# Diameter into angles

The manual lathe I work on has a degree scale for the arm. I have the radiuses in mm and the diameters in mm of two zones I have to cut. What formula can I use to determine the angle which delimits the two zones?

For example:

Say I have an item 15mm in diameter. Inner zone A is to have a radius of 6.50mm and a diameter of 12mm. Outer zone B is to have a radius of 7.50mm and diameter of 2mm. I cut zone A first covering perhaps 14.5 mm diameter. Next I cut zone B. How can I determine at which angle to stop the arm when I'm cutting zone B so that both zones are the correct diameter?

First of all, it seems that you have some numbers stated incorrectly (unless I'm not understanding your statement - perhaps a diagram would help): you state that zone A has a radius of 6.5mm and a diameter of 12mm; since diameter is twice the radius, don't you mean "a diameter of 13mm?" Also, zone B has a radius of 7.5mm and a diameter of 2mm? How is that possible?

I believe you would first need to know the length of the arm as measured from the center of its pivot point to the tip of the cutting edge (which, presumably, would be the same distance as measured from the center of the cutting arm's pivot point to the center of rotation of the spindle).

Since the cutting arm swings in an angular motion, that means that the path of the cutting blade describes an arc. So, if you want to cut, say, 3" of material, the blade would travel 3" in arc length.

Then you could use the formula

$$A=\frac{180 D}{\pi R}$$

Where A is the angle you are looking for (the arc length), D is the distance the blade needs to travel (the amount to cut off), and R is the radius of the cutting arm.
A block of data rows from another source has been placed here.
#[tokio::test]
async fn download_field_appends_to_current_path() -> Result<()> {
    let viewer = start_mock_viewer().await?;
    let session = session_for(&viewer.base_url, |_| {})?;
    session.store().set("hpath", "/:/header/", None)?;
    session.store().set("stream", "1", None)?;
    session.store().set("sess", "abc123", None)?;
    session.restore_options()?;

    let raw = session.download_field("magic", DownloadKind::Raw).await?;
    let sub = session
        .download_field("magic", DownloadKind::Substream)
        .await?;

    assert_eq!(raw.filename.as_deref(), Some("magic"));
    assert_eq!(raw.bytes, b"/:/header/magic|save|1".to_vec());
    assert_eq!(sub.bytes, b"/:/header/magic|savesub|1".to_vec());
    let requests = viewer.state.requests();
    assert!(requests.iter().all(|request| request.method == "GET"));
    assert!(
        requests
            .iter()
            .all(|request| request.cookie.as_deref().is_some_and(|c| c.contains("sess=abc123")))
    );
    Ok(())
}

#[tokio::test]
async fn upload_starts_a_session_and_resets_navigation() -> Result<()> {
    let viewer = start_mock_viewer().await?;
    let session = session_for(&viewer.base_url, |_| {})?;
    session.store().set("hpath", "/old/", None)?;
    session.restore_options()?;
    let dir = tempfile::tempdir()?;
    let file = dir.path().join("sample.bin");
    std::fs::write(&file, b"\x89PNG\r\n\x1a\n")?;

    let page = session.upload_file(&file).await?;

    assert!(page.contains("doInit"));
    assert_eq!(session.store().get("sess")?, Some("deadbeef".to_string()));
    assert_eq!(session.options().get("hpath"), Some("/"));
    let requests = viewer.state.requests();
    assert!(
        requests[0]
            .content_type
            .as_deref()
            .is_some_and(|value| value.starts_with("multipart/form-data"))
    );
    assert!(requests[0].body.contains("filename=\"sample.bin\""));
    Ok(())
}

#[tokio::test]
async fn upload_of_missing_file_fails_before_sending() -> Result<()> {
    let viewer = start_mock_viewer().await?;
    let session = session_for(&viewer.base_url, |_| {})?;

    let error = session
        .upload_file(std::path::Path::new("/definitely/not/here.bin"))
        .await
        .expect_err("missing file");

    assert!(matches!(error, ViewerClientError::File { .. }));
    assert!(viewer.state.requests().is_empty());
    Ok(())
}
So, suppose the cutting arm measured 20" from its pivot point to the tip of the cutting blade, but since you are working in millimeters, we have 20in * 25.4mm/in = 508mm (R = 508). Then from your example, the item is 15mm in diameter (a radius of 7.5mm) and you want to cut "zone A" down to a radius of 6.5mm, you want to cut off 1mm of material, therefore D = 1. Plugging into the formula, you have:

$$A=\frac{180 \times 1}{\pi \times 508} \approx 0.113^\circ$$

Hope that helps!

Thank you for the help. Let me see if I can clarify things a bit.

Here's a pic if the example.

On the lathe I can shorten and lengthen the distance of the cutting edge to the center of the pivot. The gauge that measures that distance gives me a reading in mm of the radius at which it will cut the blank. The smaller the distance, the smaller the radius. The larger the distance, the larger the radius.

In practice I can cut any radius within a range of 4mm-14mm any diameter as long as it doesn't exceed the diameter of the blank of course. For example, I can cut a diameter of 5mm in a radius of 5mm, or 15mm in a radius of 9mm. So somehow radius and diameter are independent of each other.

The degree scale on the lathe goes from 0 - 90. Actual cutting takes place between 45 and 0 so the angle X has to be somewhere between 0-45 degrees. Since Zone B will always be smaller than Zone A, the angle has usually been in the 30s when I've done it by eye. But the angle changes as the radius of Zone B changes so it's impossible to do it by eye and get it right every time, since in practice, the diameter is measured up to hundredths of mm.

I was going to suggest using a ball-nosed end mill and a rotary table for this, but I can't find 6.5mm or 7.5mm mills. You really need a CNC lathe to accurately machine this type of geometry.